13) Once this also is done, if you WANT , try rewriting this in a high level language, at least pseudo code so you can quickly refer back to it when you want.

I guess, this is all very intuitive for most reversers who have learnt this on their own or been reversing for a long time. It took me a long time though, to reach this level and hope it is helpful to any relative newbie reading this blog post and feeling lost. I know I was one a few months ago ;).

p.s.... Make sure you back the .IDB file up ;)

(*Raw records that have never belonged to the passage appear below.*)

// Copyright (c) 2025 Jonathan Fontanez
// SPDX-License-Identifier: BUSL-1.1

use std::num::NonZeroU32;
use std::rc::Rc;
use std::time::Duration;

use softbuffer::{Context, Surface};
use winit::application::ApplicationHandler;
use winit::dpi::PhysicalSize;
use winit::event::{ElementState, WindowEvent};
use winit::event_loop::{ActiveEventLoop, EventLoop};
use winit::keyboard::Key;
use winit::platform::pump_events::{EventLoopExtPumpEvents, PumpStatus};
use winit::window::{Window, WindowId};

use super::{bgr_to_xrgb, scale_nearest};
use crate::core::{ConvertedFrame, DisplayConfig, KeyPress, PreviewDisplay, RecorderError, Result};

/// Key reported when the user closes the window.
const WINDOW_CLOSED: &str = "WindowClosed";

/// Last frame handed to [`PreviewWindow::show`], packed for presentation.
struct Picture {
    pixels: Vec<u32>,
    width: u32,
    height: u32,
}

struct PreviewState {
    title: String,
    window: Option<Rc<Window>>,
    surface: Option<Surface<Rc<Window>, Rc<Window>>>,
    picture: Option<Picture>,
    sized_for: Option<(u32, u32)>,
    key: Option<KeyPress>,
    error: Option<RecorderError>,
}

impl PreviewState {
    fn create_window(&mut self, event_loop: &ActiveEventLoop) -> Result<()> {
        let attributes = Window::default_attributes()
            .with_title(self.title.clone())
            .with_inner_size(PhysicalSize::new(640, 480));
        let window = Rc::new(
            event_loop
                .create_window(attributes)
                .map_err(|e| RecorderError::Display(format!("Failed to create window: {}", e)))?,
        );
        let context = Context::new(window.clone())
            .map_err(|e| RecorderError::Display(format!("Failed to create context: {}", e)))?;
        let surface = Surface::new(&context, window.clone())
            .map_err(|e| RecorderError::Display(format!("Failed to create surface: {}", e)))?;

        tracing::debug!("Preview window '{}' created", self.title);
        self.window = Some(window);
        self.surface = Some(surface);
        Ok(())
    }

    fn redraw(&mut self) -> Result<()> {
        let (Some(window), Some(surface), Some(picture)) =
            (self.window.as_ref(), self.surface.as_mut(), self.picture.as_ref())
        else {
            return Ok(());
        };

        let size = window.inner_size();
        let (Some(width), Some(height)) = (NonZeroU32::new(size.width), NonZeroU32::new(size.height))
        else {
            // Minimized.
            return Ok(());
        };

        surface
            .resize(width, height)
            .map_err(|e| RecorderError::Display(format!("Failed to resize surface: {}", e)))?;
        let mut buffer = surface
            .buffer_mut()
            .map_err(|e| RecorderError::Display(format!("Failed to map surface: {}", e)))?;
        scale_nearest(
            &picture.pixels,
            picture.width,
            picture.height,
            &mut buffer,
            width.get(),
            height.get(),
        );
        buffer
            .present()
            .map_err(|e| RecorderError::Display(format!("Failed to present: {}", e)))
    }

    fn record_key(&mut self, key: String) {
        if self.key.is_none() {
            self.key = Some(KeyPress::new(key));
        }
    }
}

impl ApplicationHandler for PreviewState {
    fn resumed(&mut self, event_loop: &ActiveEventLoop) {
        if self.window.is_none() {
            if let Err(e) = self.create_window(event_loop) {
                self.error = Some(e);
            }
        }
    }

    fn window_event(&mut self, _event_loop: &ActiveEventLoop, _id: WindowId, event: WindowEvent) {
        match event {
            WindowEvent::CloseRequested => self.record_key(WINDOW_CLOSED.to_string()),
            WindowEvent::KeyboardInput { event, .. } if event.state == ElementState::Pressed => {
                let key = match &event.logical_key {
                    Key::Character(text) => text.to_string(),
                    Key::Named(named) => format!("{:?}", named),
                    other => format!("{:?}", other),
                };
                self.record_key(key);
            }
            WindowEvent::RedrawRequested => {
                if let Err(e) = self.redraw() {
                    self.error = Some(e);
                }
            }
            _ => {}
        }
    }
}

/// Native preview window.
///
/// Events are pumped only inside [`wait_key`](PreviewDisplay::wait_key), so
/// the window must live on the thread that created it.
pub struct PreviewWindow {
    event_loop: EventLoop<()>,
    state: PreviewState,
}

impl PreviewWindow {
    pub fn open(config: &DisplayConfig) -> Result<Self> {
        let event_loop = EventLoop::new()
            .map_err(|e| RecorderError::Display(format!("Failed to create event loop: {}", e)))?;
        let mut window = Self {
            event_loop,
            state: PreviewState {
                title: config.window_title.clone(),
                window: None,
                surface: None,
                picture: None,
                sized_for: None,
                key: None,
                error: None,
            },
        };
        window.pump(Duration::ZERO)?;
        if window.state.window.is_none() {
            return Err(RecorderError::Display("preview window was not created".into()));
        }
        tracing::info!("Preview window opened");
        Ok(window)
    }

    fn pump(&mut self, timeout: Duration) -> Result<()> {
        let status = self
            .event_loop
            .pump_app_events(Some(timeout), &mut self.state);
        if let PumpStatus::Exit(code) = status {
            tracing::debug!("Preview event loop exited with {}", code);
            self.state.record_key(WINDOW_CLOSED.to_string());
        }
        match self.state.error.take() {
            Some(e) => Err(e),
            None => Ok(()),
        }
    }
}

impl PreviewDisplay for PreviewWindow {
    fn show(&mut self, frame: &ConvertedFrame) -> Result<()> {
        let dims = (frame.width, frame.height);
        if self.state.sized_for != Some(dims) {
            if let Some(window) = self.state.window.as_ref() {
                let _ = window.request_inner_size(PhysicalSize::new(frame.width, frame.height));
            }
            self.state.sized_for = Some(dims);
        }

        self.state.picture = Some(Picture {
            pixels: bgr_to_xrgb(frame),
            width: frame.width,
            height: frame.height,
        });
        self.state.redraw()
    }

    fn wait_key(&mut self, timeout: Duration) -> Result<Option<KeyPress>> {
        self.pump(timeout)?;
        Ok(self.state.key.take())
    }
}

Here are 2 sample screen-shots:
Sample Graph of Grouped Functions  


Renamed functions - A sample list

Thursday, September 22, 2011

Debugging threads - Olly

Recently I was debugging a piece of malware which launched numerous threads inside, after it ran. Now, after the thread spawned, I could no longer F7 or F8 my way through the malware and understand things. This was because it was the thread which was doing all the work. So somehow I needed to get into the thread.

The first thing I did was 'Right click' and then select a thread from the Threads sub menu. That though just seemed to take me to system space, which was kind of useless. I wanted to see what the Thread did in User Space.

I looked at the CreateThread API then, which was what was being used. The 3rd argument to the function was a start address for the thread. I did a Ctrl+G, went to that address in Olly and put a breakpoint there, and then restarted the program. Went on as normal till CreateThread and then F9'd to run till next breakpoint. The main thread still "hung" but I did break inside UserMode for the Thread and could debug it.. yay :)

If you want to break even before UserMode and want to track it the moment the thread is launched, you can set debugging options in Olly to break each time a new thread is started or stopped. There's simple check boxes under the Options menu. Go search :)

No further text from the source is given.